If we’re ever going to get to the bottom of Earth’s most unexplored reaches, we’re gonna have to get a move on. The National Oceanic and Atmospheric Administration estimates there’s still more than 80 percent of the deep sea that remains unmapped, and if we rely on people to do the job, well — it’s going to take a while.
That’s why science is devising ways to tap the power of the sea itself — or in this case, its native fauna — to move the process along. In a somewhat shocking, yet totally ethical (researchers promise) innovation, scientists are equipping jellyfish with an electrifying augment that jolts them into a sort of fast-forward overdrive, allowing them to course through the waters at up to three times their normal pace.
Why do that? Well, if the enigmatic creatures can be further outfitted with sensory gear that allows them to map their surroundings (think Google Street view, except less methodical and, well, with jellyfish), it’s a way to begin filling in all those mysterious underwater blank spots that, for centuries, have made ocean cartography a speculative horror genre unto itself.

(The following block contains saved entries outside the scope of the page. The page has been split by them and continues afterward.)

use crate::serde::{SchemaError, WriteLen};
use crate::types::{ColumnFamily, DbInteger, DbKey, DbString, Deser, Ser};
use anyhow::Result;
use std::fmt;
use std::marker::PhantomData;


/// How a reference must resolve against its target column family.
#[derive(PartialEq, Eq, Hash, Clone, Copy, Debug)]
pub enum MatchType {
    /// The target contains a key equal to the reference's encoded bytes.
    Full,
    /// The target contains at least one key starting with the reference's encoded bytes.
    /// Used when the reference names the leading component of a composite target key.
    Prefix,
}

impl fmt::Display for MatchType {
    fn fmt(&self, f: &mut fmt::Formatter<'_>) -> fmt::Result {
        match self {
            Self::Full => f.write_str("Full"),
            Self::Prefix => f.write_str("Prefix"),
        }
    }
}

/// The schema-level declaration of one reference: where it points and how it matches.
///
/// Implemented once per reference kind, on a marker type.
///
/// ```ignore
/// struct ElementInstanceRef;
/// impl ForeignKeyTarget for ElementInstanceRef {
///     type Key = DbLong;
///     const COLUMN_FAMILY: ColumnFamily = ColumnFamily::ElementInstanceKey;
///     fn skip(key: &DbLong) -> bool {
///         skip_negative(key)
///     }
/// }
/// type ElementInstanceFk = DbForeignKey<ElementInstanceRef>;
/// ```
pub trait ForeignKeyTarget: 'static {
    type Key: DbKey;
    const COLUMN_FAMILY: ColumnFamily;
    const MATCH_TYPE: MatchType = MatchType::Full;

    /// Whether this particular reference means "no reference" and must not be checked.
    fn skip(_key: &Self::Key) -> bool {
        false
    }
}

/// A reference found inside a key, as seen by a consistency checker.
pub trait ForeignKey {
    fn column_family(&self) -> ColumnFamily;
    fn match_type(&self) -> MatchType;
    fn should_skip(&self) -> bool;

    /// The reference's encoded bytes, without any column family prefix.
    fn ser_reference(&self) -> Result<Vec<u8>>;
}

impl fmt::Debug for dyn ForeignKey + '_ {
    fn fmt(&self, f: &mut fmt::Formatter<'_>) -> fmt::Result {
        f.debug_struct("ForeignKey")
            .field("column_family", &self.column_family())
            .field("match_type", &self.match_type())
            .field("should_skip", &self.should_skip())
            .finish()
    }
}

/// A key component that refers to an entry of [`ForeignKeyTarget::COLUMN_FAMILY`].
///
/// Encodes, decodes and compares exactly like its inner key.
pub struct DbForeignKey<T: ForeignKeyTarget> {
    inner: T::Key,
    _target: PhantomData<T>,
}

impl<T: ForeignKeyTarget> DbForeignKey<T> {
    pub fn new(inner: T::Key) -> Self {
        Self {
            inner,
            _target: PhantomData,
        }
    }
    pub fn inner(&self) -> &T::Key {
        &self.inner
    }
    pub fn into_inner(self) -> T::Key {
        self.inner
    }
}

/* Transparent to the codec. */
impl<T: ForeignKeyTarget> Ser for DbForeignKey<T> {
    fn ser_len(&self) -> usize {
        self.inner.ser_len()
    }
    fn ser(&self, buf: &mut [u8], offset: usize) -> Result<WriteLen> {
        self.inner.ser(buf, offset)
    }
}
impl<T: ForeignKeyTarget> Deser for DbForeignKey<T> {
    fn deser(buf: &[u8], offset: usize, len: usize) -> Result<(usize, Self)> {
        let (r_len, inner) = T::Key::deser(buf, offset, len)?;
        Ok((r_len, Self::new(inner)))
    }
    fn check_schema() -> Result<(), SchemaError> {
        T::Key::check_schema()
    }
}
impl<T: ForeignKeyTarget> DbKey for DbForeignKey<T> {
    fn contained_foreign_keys(&self) -> Vec<&dyn ForeignKey> {
        let mut fks: Vec<&dyn ForeignKey> = Vec::new();
        fks.push(self);
        fks.extend(self.inner.contained_foreign_keys());
        fks
    }
}

impl<T: ForeignKeyTarget> ForeignKey for DbForeignKey<T> {
    fn column_family(&self) -> ColumnFamily {
        T::COLUMN_FAMILY
    }
    fn match_type(&self) -> MatchType {
        T::MATCH_TYPE
    }
    fn should_skip(&self) -> bool {
        T::skip(&self.inner)
    }
    fn ser_reference(&self) -> Result<Vec<u8>> {
        self.inner.ser_solo()
    }
}

/* Comparisons and copies follow the inner key. */
impl<T: ForeignKeyTarget> PartialEq for DbForeignKey<T>
where
    T::Key: PartialEq,
{
    fn eq(&self, other: &Self) -> bool {
        self.inner == other.inner
    }
}
impl<T: ForeignKeyTarget> Eq for DbForeignKey<T> where T::Key: Eq {}
impl<T: ForeignKeyTarget> Clone for DbForeignKey<T>
where
    T::Key: Clone,
{
    fn clone(&self) -> Self {
        Self::new(self.inner.clone())
    }
}
impl<T: ForeignKeyTarget> fmt::Debug for DbForeignKey<T>
where
    T::Key: fmt::Debug,
{
    fn fmt(&self, f: &mut fmt::Formatter<'_>) -> fmt::Result {
        f.debug_tuple("DbForeignKey")
            .field(&T::COLUMN_FAMILY)
            .field(&self.inner)
            .finish()
    }
}

/* Common skip predicates. */

/// Negative keys, conventionally `-1`, mean "no reference".
pub fn skip_negative<I>(key: &DbInteger<I>) -> bool
where
    I: Copy + PartialOrd + Default,
{
    key.0 < I::default()
}

/// The empty string means "no reference".
pub fn skip_empty(key: &DbString) -> bool {
    key.is_empty()
}
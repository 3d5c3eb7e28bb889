use derive_more::{Deref, From};
use itertools::Itertools;
use statekv_types::types::{ColumnFamily, MatchType};
use std::fmt;
use thiserror::Error;

/// Encoded key bytes, printed as hex.
#[derive(From, Deref, PartialEq, Eq, Clone, Default)]
pub struct KeyBytes(pub Vec<u8>);

impl From<&[u8]> for KeyBytes {
    fn from(bytes: &[u8]) -> Self {
        Self(bytes.to_vec())
    }
}
impl fmt::Display for KeyBytes {
    fn fmt(&self, f: &mut fmt::Formatter<'_>) -> fmt::Result {
        write!(f, "0x{:02x}", self.0.iter().format(""))
    }
}
impl fmt::Debug for KeyBytes {
    fn fmt(&self, f: &mut fmt::Formatter<'_>) -> fmt::Result {
        fmt::Display::fmt(self, f)
    }
}

/// A reference inside a stored key does not resolve in its target column family.
///
/// `key` and `reference` exclude their column family prefixes.
#[derive(Error, PartialEq, Eq, Clone, Debug)]
#[error("Key {key} of {column_family} refers to {reference} of {target} ({match_type} match), which does not exist")]
pub struct ReferentialIntegrityError {
    pub column_family: ColumnFamily,
    pub key: KeyBytes,
    pub target: ColumnFamily,
    pub match_type: MatchType,
    pub reference: KeyBytes,
}

/// A write that requires the key's presence or absence found the opposite.
#[derive(Error, PartialEq, Eq, Clone, Debug)]
pub enum PreconditionError {
    #[error("Key {key} already exists in {column_family}")]
    KeyAlreadyExists {
        column_family: ColumnFamily,
        key: KeyBytes,
    },

    #[error("Key {key} does not exist in {column_family}")]
    KeyNotFound {
        column_family: ColumnFamily,
        key: KeyBytes,
    },
}
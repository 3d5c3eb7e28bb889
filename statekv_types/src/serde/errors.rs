use thiserror::Error;

/// A schema was declared in a way that can never be encoded correctly.
///
/// Raised while schemas are being set up. A process that sees one of these should not start.
#[derive(Error, PartialEq, Eq, Debug)]
pub enum SchemaError {
    #[error("Enum {type_name} declares no variants")]
    EmptyEnum { type_name: &'static str },

    #[error("Enum {type_name} declares {count} variants; at most {max} fit in one byte")]
    TooManyEnumVariants {
        type_name: &'static str,
        count: usize,
        max: usize,
    },

    #[error("Enum {type_name} declares variant {variant} more than once")]
    DuplicateEnumVariant {
        type_name: &'static str,
        variant: String,
    },

    #[error("Enum {type_name} has no declared position for variant {variant}")]
    UndeclaredEnumVariant {
        type_name: &'static str,
        variant: String,
    },
}

/// Stored bytes could not be decoded into the expected type.
///
/// Either the storage is corrupt or the schema changed incompatibly. Never coerced to a default.
#[derive(Error, PartialEq, Eq, Debug)]
pub enum DecodeError {
    #[error("Decoding {type_name} requires {needed} bytes but only {available} are available")]
    Truncated {
        type_name: &'static str,
        needed: usize,
        available: usize,
    },

    #[error("Decoding {type_name} consumed {consumed} of {available} bytes")]
    TrailingBytes {
        type_name: &'static str,
        consumed: usize,
        available: usize,
    },

    #[error("Biased byte {biased} of enum {type_name} maps to ordinal {ordinal}, but only {declared} variants are declared")]
    UnknownEnumOrdinal {
        type_name: &'static str,
        biased: i8,
        ordinal: usize,
        declared: usize,
    },

    #[error("Decoding {type_name}: {source}")]
    InvalidUtf8 {
        type_name: &'static str,
        source: std::str::Utf8Error,
    },

    #[error("Unknown column family id {id}")]
    UnknownColumnFamily { id: i64 },
}

/// A value could not be written into the destination buffer.
#[derive(Error, PartialEq, Eq, Debug)]
pub enum EncodeError {
    #[error("Encoding {type_name} requires {needed} bytes but only {available} are available")]
    BufferTooSmall {
        type_name: &'static str,
        needed: usize,
        available: usize,
    },

    #[error("{type_name} body of {len} bytes does not fit its length prefix")]
    LengthOverflow { type_name: &'static str, len: usize },
}

/// A business key was constructed, or decoded, in a state its schema forbids.
#[derive(Error, PartialEq, Eq, Debug)]
pub enum InvariantViolation {
    #[error("A GLOBAL cluster variable must not name a tenant, got {tenant:?}")]
    GlobalScopeWithTenant { tenant: String },

    #[error("A TENANT cluster variable must name a tenant")]
    TenantScopeWithoutTenant,
}
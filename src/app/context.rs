use std::sync::Arc;

use crate::domain::model::AppConfig;
use crate::ports::{publisher::Publisher, random::RandomSource, source::ImageSource, state::StateStore};

pub struct AppContext<S, P, G>
where
    S: StateStore,
    P: Publisher,
    G: RandomSource,
{
    pub cfg: Arc<AppConfig>,
    pub state: S,
    pub publisher: P,
    pub sources: Vec<Box<dyn ImageSource>>,
    pub rng: Arc<G>,
}
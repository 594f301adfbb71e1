//! SQLite-backed `StateStore`: a one-table key-value record.
use std::{
    path::{Path, PathBuf},
    time::Duration,
};

use sqlx::{
    sqlite::{SqliteConnectOptions, SqliteJournalMode, SqlitePoolOptions},
    SqlitePool,
};
use tracing::{debug, info};

use crate::ports::state::{StateError, StateStore};

impl From<sqlx::Error> for StateError {
    fn from(e: sqlx::Error) -> Self {
        StateError::Db(e.to_string())
    }
}

const LAST_POSTED_KEY: &str = "last_posted_id";

pub struct SqliteStateStore {
    pool: SqlitePool,
}

impl SqliteStateStore {
    /// Opens (creating if missing) the database and ensures the state table exists.
    pub async fn open(db_path: &Path) -> Result<Self, StateError> {
        let pool = create_pool(db_path).await?;
        let store = Self { pool };
        store.migrate().await?;
        Ok(store)
    }

    async fn migrate(&self) -> Result<(), StateError> {
        sqlx::query(
            r#"
      CREATE TABLE IF NOT EXISTS bot_state(
        key TEXT PRIMARY KEY,
        value TEXT NOT NULL,
        updated_at_ms INTEGER NOT NULL
      )"#,
        )
        .execute(&self.pool)
        .await?;
        info!("State table ready");
        Ok(())
    }
}

async fn create_pool(db_path: &Path) -> Result<SqlitePool, StateError> {
    let full_path = if db_path.is_absolute() {
        db_path.to_path_buf()
    } else {
        std::env::current_dir()
            .unwrap_or_else(|_| PathBuf::from("."))
            .join(db_path)
    };

    if let Some(parent) = full_path.parent().filter(|p| !p.as_os_str().is_empty()) {
        tokio::fs::create_dir_all(parent).await?;
    }

    let opts = SqliteConnectOptions::new()
        .filename(&full_path)
        .create_if_missing(true)
        .journal_mode(SqliteJournalMode::Wal)
        .busy_timeout(Duration::from_secs(5));

    let pool = SqlitePoolOptions::new()
        .max_connections(1)
        .connect_with(opts)
        .await?;
    Ok(pool)
}

fn now_epoch_ms() -> i64 {
    std::time::SystemTime::now()
        .duration_since(std::time::UNIX_EPOCH)
        .unwrap_or_default()
        .as_millis() as i64
}

#[async_trait::async_trait]
impl StateStore for SqliteStateStore {
    async fn get_last_id(&self) -> Result<Option<String>, StateError> {
        let value: Option<String> =
            sqlx::query_scalar("SELECT value FROM bot_state WHERE key = ?1")
                .bind(LAST_POSTED_KEY)
                .fetch_optional(&self.pool)
                .await?;
        Ok(value
            .map(|v| v.trim().to_string())
            .filter(|v| !v.is_empty()))
    }

    async fn set_last_id(&self, id: &str) -> Result<(), StateError> {
        sqlx::query(
            r#"
      INSERT INTO bot_state(key, value, updated_at_ms) VALUES (?1, ?2, ?3)
      ON CONFLICT(key) DO UPDATE SET value = excluded.value, updated_at_ms = excluded.updated_at_ms
      "#,
        )
        .bind(LAST_POSTED_KEY)
        .bind(id)
        .bind(now_epoch_ms())
        .execute(&self.pool)
        .await?;
        debug!(id, "Stored last-posted id");
        Ok(())
    }
}
use crate::ports::random::RandomSource;
use rand::Rng;
use tokio::sync::Mutex;

pub struct MutexRng {
    inner: Mutex<rand::rngs::StdRng>,
}

impl MutexRng {
    pub fn new() -> Self {
        let seed = rand::thread_rng().gen::<[u8; 32]>();
        Self::from_seed(seed)
    }

    pub fn from_seed(seed: [u8; 32]) -> Self {
        Self {
            inner: Mutex::new(rand::SeedableRng::from_seed(seed)),
        }
    }
}

#[async_trait::async_trait]
impl RandomSource for MutexRng {
    async fn next_f64(&self) -> f64 {
        let mut g = self.inner.lock().await;
        g.gen::<f64>()
    }
}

In a paper recently published in the journal ScienceAdvances, researchers at Stanford and the California Institute of Technology describe how they came up with a way to speed up the marine marauders without causing them any observable harm — despite the fact that it requires a constant series of synthetic electric shocks to rev their metabolic motors faster. Using a small device only 2 cm in diameter, the team was able to increase movement speed of the jellyfish threefold by delivering small, continuous zaps of electricity in a fashion not all that different from the way a pacemaker affects a human heart.

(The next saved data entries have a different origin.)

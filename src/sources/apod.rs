//! Astronomy Picture of the Day: one item per day, keyed by its date.
use std::sync::Arc;

use serde::Deserialize;
use tracing::{debug, warn};

use crate::domain::model::{ImageKind, ImageRecord, NasaConfig};
use crate::ports::{http::Http, source::ImageSource};

use super::{redact_query, success_body, with_api_key};

#[derive(Debug, Deserialize)]
struct ApodResponse {
    date: Option<String>,
    #[serde(default)]
    title: Option<String>,
    #[serde(default)]
    explanation: Option<String>,
    url: Option<String>,
}

pub struct ApodSource<H: Http> {
    http: Arc<H>,
    url: String,
}

impl<H: Http> ApodSource<H> {
    pub fn new(http: Arc<H>, cfg: &NasaConfig) -> Self {
        Self {
            http,
            url: with_api_key(&cfg.apod_url, &cfg.api_key),
        }
    }
}

/// Maps an APOD response body into a record. The date is used verbatim as the id.
pub fn parse_apod(body: &[u8]) -> Result<ImageRecord, String> {
    let raw: ApodResponse =
        serde_json::from_slice(body).map_err(|e| format!("apod json: {e}"))?;
    let date = raw
        .date
        .filter(|d| !d.trim().is_empty())
        .ok_or_else(|| "apod response missing date".to_string())?;
    let media_url = raw
        .url
        .filter(|u| !u.trim().is_empty())
        .ok_or_else(|| "apod response missing url".to_string())?;

    Ok(ImageRecord {
        id: date,
        kind: ImageKind::Apod,
        title: raw.title.unwrap_or_default(),
        description: raw.explanation.unwrap_or_default(),
        media_url,
    })
}

#[async_trait::async_trait]
impl<H: Http> ImageSource for ApodSource<H> {
    fn name(&self) -> &'static str {
        ImageKind::Apod.as_str()
    }

    async fn fetch(&self) -> Option<ImageRecord> {
        debug!(url = redact_query(&self.url), "Fetching APOD");
        let res = self.http.get(&self.url).await;
        let body = success_body(self.name(), &self.url, &res)?;
        match parse_apod(body) {
            Ok(record) => Some(record),
            Err(e) => {
                warn!(error = %e, "Failed to decode APOD response");
                None
            }
        }
    }
}
use std::path::PathBuf;

#[derive(Debug, Clone, Copy, PartialEq, Eq)]
pub enum ImageKind {
    Apod,
    Epic,
}

impl ImageKind {
    pub fn as_str(&self) -> &'static str {
        match self {
            ImageKind::Apod => "apod",
            ImageKind::Epic => "epic",
        }
    }
}

/// One postable item, normalized from either upstream.
///
/// `id` is the dedup key: the APOD date verbatim, or the derived EPIC archive URL.
#[derive(Debug, Clone, PartialEq, Eq)]
pub struct ImageRecord {
    pub id: String,
    pub kind: ImageKind,
    pub title: String,
    pub description: String,
    pub media_url: String,
}

#[derive(Debug, Clone, PartialEq, Eq)]
pub enum RunOutcome {
    NothingFetched,
    Duplicate { id: String },
    DryRun { id: String },
    Posted { id: String },
}

#[derive(Debug, Clone, Copy, PartialEq, Eq)]
pub enum StateBackend {
    File,
    Sqlite,
}

#[derive(Debug, Clone)]
pub struct StateConfig {
    pub backend: StateBackend,
    pub path: PathBuf,
}

#[derive(Debug, Clone)]
pub struct NasaConfig {
    pub api_key: String,
    pub apod_url: String,
    pub epic_url: String,
    pub epic_archive_base: String,
}

#[derive(Debug, Clone)]
pub struct TelegramConfig {
    pub bot_token: String,
    pub channel_id: String,
    pub api_base: String,
}

#[derive(Debug, Clone)]
pub struct AppConfig {
    pub nasa: NasaConfig,
    pub telegram: TelegramConfig,
    pub state: StateConfig,
    pub user_agent: String,
    pub timeout_seconds: u64,
    pub log_level: String,
    pub dry_run: bool,
}

#[derive(Debug, Clone, Copy, PartialEq, Eq)]
pub enum ErrorKind {
    Timeout,
    ConnectionFailure,
    Http4xx(u16),
    Http5xx(u16),
    Unexpected,
}

#[derive(Debug, Clone)]
pub struct GetResult {
    pub status: Option<u16>,
    pub body: Option<Vec<u8>>,
    pub error: Option<ErrorKind>,
    pub latency_ms: u64,
}

impl GetResult {
    pub fn is_success(&self) -> bool {
        self.error.is_none() && matches!(self.status, Some(s) if (200..300).contains(&s))
    }
}
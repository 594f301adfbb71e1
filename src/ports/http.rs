//! HTTP abstraction returning a lightweight GET result.
use crate::domain::model::GetResult;

#[async_trait::async_trait]
pub trait Http: Send + Sync {
    async fn get(&self, url: &str) -> GetResult;
}
pub mod model;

Attached by means of “a wooden pin that embeds into the bell center” of the animal, the microelectronic devices essentially accelerates the frequency of the same pulsating electrical stimuli that jellyfish already use. The researchers note that the jellyfish (which lack pain nerve pathways in the first place) never exhibited any of the telltale signs of stress while outfitted with the devices, and that removing the stimulus left them none the worse for wear, as they reverted to their natural behaviors once the zappers were removed.
A big next step, of course, is to figure out a way to tell these souped-up jellyfish where to go. Future studies should “strive to arrest endogenous animal contractions without harm to the organisms, to improve the controllability of biohybrid robots that use live animals,” the report states. “…Nevertheless, the artificial control of jellyfish has the potential to expand ocean monitoring techniques, and future iterations of the biohybrid robotic jellyfish can improve controllability, incorporate microelectronic sensors, and leverage existing tagging technology.”

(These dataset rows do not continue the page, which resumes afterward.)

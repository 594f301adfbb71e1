//! Loads the optional TOML file, overlays environment variables, and validates the
//! result into `AppConfig`.
use std::{
    collections::HashMap,
    path::{Path, PathBuf},
};

use serde::Deserialize;
use tokio::fs;

use crate::domain::model::{
    AppConfig, NasaConfig, StateBackend, StateConfig, TelegramConfig,
};

pub const ENV_API_KEY: &str = "NASA_API";
pub const ENV_BOT_TOKEN: &str = "BOT_TOKEN";
pub const ENV_CHANNEL_ID: &str = "CHANNEL_ID";
pub const ENV_LOG_LEVEL: &str = "LOG_LEVEL";
pub const ENV_STATE_PATH: &str = "STATE_PATH";
pub const ENV_DRY_RUN: &str = "DRY_RUN";

#[derive(Debug, thiserror::Error)]
pub enum ConfigError {
    #[error("io: {0}")]
    Io(#[from] std::io::Error),
    #[error("toml: {0}")]
    Toml(#[from] toml::de::Error),
    #[error("invalid config: {0}")]
    Invalid(String),
}

#[derive(Debug, Deserialize, Default)]
#[serde(deny_unknown_fields)]
struct RawFile {
    #[serde(default)]
    app: RawApp,
    #[serde(default)]
    nasa: RawNasa,
    #[serde(default)]
    telegram: RawTelegram,
    #[serde(default)]
    state: RawState,
    #[serde(default)]
    http: RawHttp,
    #[serde(default)]
    logging: RawLogging,
}

#[derive(Debug, Deserialize, Default)]
#[serde(deny_unknown_fields)]
struct RawApp {
    dry_run: Option<bool>,
}

#[derive(Debug, Deserialize, Default)]
#[serde(deny_unknown_fields)]
struct RawNasa {
    api_key: Option<String>,
    apod_url: Option<String>,
    epic_url: Option<String>,
    epic_archive_base: Option<String>,
}

#[derive(Debug, Deserialize, Default)]
#[serde(deny_unknown_fields)]
struct RawTelegram {
    bot_token: Option<String>,
    channel_id: Option<String>,
    api_base: Option<String>,
}

#[derive(Debug, Deserialize, Default)]
#[serde(deny_unknown_fields)]
struct RawState {
    backend: Option<String>,
    path: Option<String>,
}

#[derive(Debug, Deserialize, Default)]
#[serde(deny_unknown_fields)]
struct RawHttp {
    user_agent: Option<String>,
    timeout_seconds: Option<u64>,
}

#[derive(Debug, Deserialize, Default)]
#[serde(deny_unknown_fields)]
struct RawLogging {
    level: Option<String>,
}

pub struct ConfigLoader;

impl ConfigLoader {
    /// Reads `config_path` when given and overlays the process environment.
    pub async fn load(config_path: Option<&Path>) -> Result<AppConfig, ConfigError> {
        let env: HashMap<String, String> = std::env::vars().collect();
        Self::load_with_env(config_path, &env).await
    }

    pub async fn load_with_env(
        config_path: Option<&Path>,
        env: &HashMap<String, String>,
    ) -> Result<AppConfig, ConfigError> {
        let content = match config_path {
            Some(p) => Some(fs::read_to_string(p).await?),
            None => None,
        };
        Self::from_sources(content.as_deref(), env)
    }

    /// Environment values win over file values. Blank values count as unset.
    pub fn from_sources(
        toml_text: Option<&str>,
        env: &HashMap<String, String>,
    ) -> Result<AppConfig, ConfigError> {
        let raw: RawFile = match toml_text {
            Some(t) => toml::from_str(t)?,
            None => RawFile::default(),
        };
        let env_get = |key: &str| {
            env.get(key)
                .map(|v| v.trim().to_string())
                .filter(|v| !v.is_empty())
        };

        let api_key = required(env_get(ENV_API_KEY).or(raw.nasa.api_key), ENV_API_KEY)?;
        let bot_token = required(env_get(ENV_BOT_TOKEN).or(raw.telegram.bot_token), ENV_BOT_TOKEN)?;
        let channel_id =
            required(env_get(ENV_CHANNEL_ID).or(raw.telegram.channel_id), ENV_CHANNEL_ID)?;

        let nasa = NasaConfig {
            api_key,
            apod_url: url_or(raw.nasa.apod_url, default_apod_url(), "nasa.apod_url")?,
            epic_url: url_or(raw.nasa.epic_url, default_epic_url(), "nasa.epic_url")?,
            epic_archive_base: url_or(
                raw.nasa.epic_archive_base,
                default_epic_archive_base(),
                "nasa.epic_archive_base",
            )?,
        };
        let telegram = TelegramConfig {
            bot_token,
            channel_id,
            api_base: url_or(raw.telegram.api_base, default_telegram_api_base(), "telegram.api_base")?,
        };

        let backend = parse_backend(raw.state.backend.as_deref())?;
        let state_path = env_get(ENV_STATE_PATH)
            .or(raw.state.path.filter(|p| !p.trim().is_empty()))
            .map(PathBuf::from)
            .unwrap_or_else(|| default_state_path(backend));

        let timeout_seconds = raw.http.timeout_seconds.unwrap_or(30);
        if timeout_seconds == 0 {
            return Err(ConfigError::Invalid(
                "http.timeout_seconds must be greater than 0".into(),
            ));
        }
        let user_agent = raw
            .http
            .user_agent
            .filter(|s| !s.trim().is_empty())
            .unwrap_or_else(default_user_agent);

        let log_level = normalize_log_level(
            &env_get(ENV_LOG_LEVEL)
                .or(raw.logging.level)
                .unwrap_or_else(|| "info".to_string()),
        )?;

        let dry_run = match env_get(ENV_DRY_RUN) {
            Some(v) => parse_bool(&v, ENV_DRY_RUN)?,
            None => raw.app.dry_run.unwrap_or(false),
        };

        Ok(AppConfig {
            nasa,
            telegram,
            state: StateConfig {
                backend,
                path: state_path,
            },
            user_agent,
            timeout_seconds,
            log_level,
            dry_run,
        })
    }
}

fn required(value: Option<String>, name: &str) -> Result<String, ConfigError> {
    value
        .map(|v| v.trim().to_string())
        .filter(|v| !v.is_empty())
        .ok_or_else(|| ConfigError::Invalid(format!("{name} is required")))
}

fn url_or(value: Option<String>, default: String, field: &str) -> Result<String, ConfigError> {
    let v = value
        .map(|v| v.trim().to_string())
        .filter(|v| !v.is_empty())
        .unwrap_or(default);
    if v.starts_with("http://") || v.starts_with("https://") {
        Ok(v)
    } else {
        Err(ConfigError::Invalid(format!(
            "{field} must be an http(s) url, got '{v}'"
        )))
    }
}

fn parse_backend(s: Option<&str>) -> Result<StateBackend, ConfigError> {
    match s.map(|x| x.trim().to_ascii_lowercase()) {
        None => Ok(StateBackend::File),
        Some(b) if b == "file" => Ok(StateBackend::File),
        Some(b) if b == "sqlite" => Ok(StateBackend::Sqlite),
        Some(other) => Err(ConfigError::Invalid(format!(
            "invalid state.backend '{other}', expected 'file' or 'sqlite'"
        ))),
    }
}

fn parse_bool(s: &str, name: &str) -> Result<bool, ConfigError> {
    match s.trim().to_ascii_lowercase().as_str() {
        "1" | "true" | "yes" | "on" => Ok(true),
        "0" | "false" | "no" | "off" => Ok(false),
        other => Err(ConfigError::Invalid(format!(
            "invalid {name} '{other}', expected true or false"
        ))),
    }
}

fn normalize_log_level(level: &str) -> Result<String, ConfigError> {
    let l = level.trim().to_ascii_lowercase();
    match l.as_str() {
        "error" | "warn" | "info" | "debug" | "trace" | "off" => Ok(l),
        _ => Err(ConfigError::Invalid(format!(
            "invalid logging.level '{level}', expected error|warn|info|debug|trace|off"
        ))),
    }
}

fn default_state_path(backend: StateBackend) -> PathBuf {
    match backend {
        StateBackend::File => PathBuf::from("last.txt"),
        StateBackend::Sqlite => PathBuf::from("stellarpost.db"),
    }
}

fn default_apod_url() -> String {
    "https://api.nasa.gov/planetary/apod".to_string()
}

fn default_epic_url() -> String {
    "https://api.nasa.gov/EPIC/api/natural/images".to_string()
}

fn default_epic_archive_base() -> String {
    "https://epic.gsfc.nasa.gov/archive/natural".to_string()
}

fn default_telegram_api_base() -> String {
    "https://api.telegram.org".to_string()
}

fn default_user_agent() -> String {
    format!("stellarpost/{}", env!("CARGO_PKG_VERSION"))
}
use thiserror::Error;
use tracing_subscriber::EnvFilter;

#[derive(Debug, Error)]
pub enum BootError {
    #[error("fatal: {0}")]
    Fatal(String),
}

pub fn init_logging(level: &str) {
    // Base level from config, still overridable via RUST_LOG.
    let default = format!("{level},stellarpost={level},sqlx=warn,reqwest=warn,hyper=warn");
    let filter = EnvFilter::try_from_default_env().unwrap_or_else(|_| EnvFilter::new(default));

    tracing_subscriber::fmt()
        .with_env_filter(filter)
        .with_target(true)
        .with_level(true)
        .init();
}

Even if science hasn’t quite reached the point where people can drone-pilot jellyfish to the precise undersea location of their choosing, there’s still plenty of value in winding them up and turning them loose to chart the ocean’s nether reaches without a compass. “[T]his biohybrid robot uses 10 to 1000 times less external power per mass” than man-made robots tasked with plumbing the ocean depths, according to the paper…so at least we’ll be saving some gas money while we’re slowly filling in the blanks.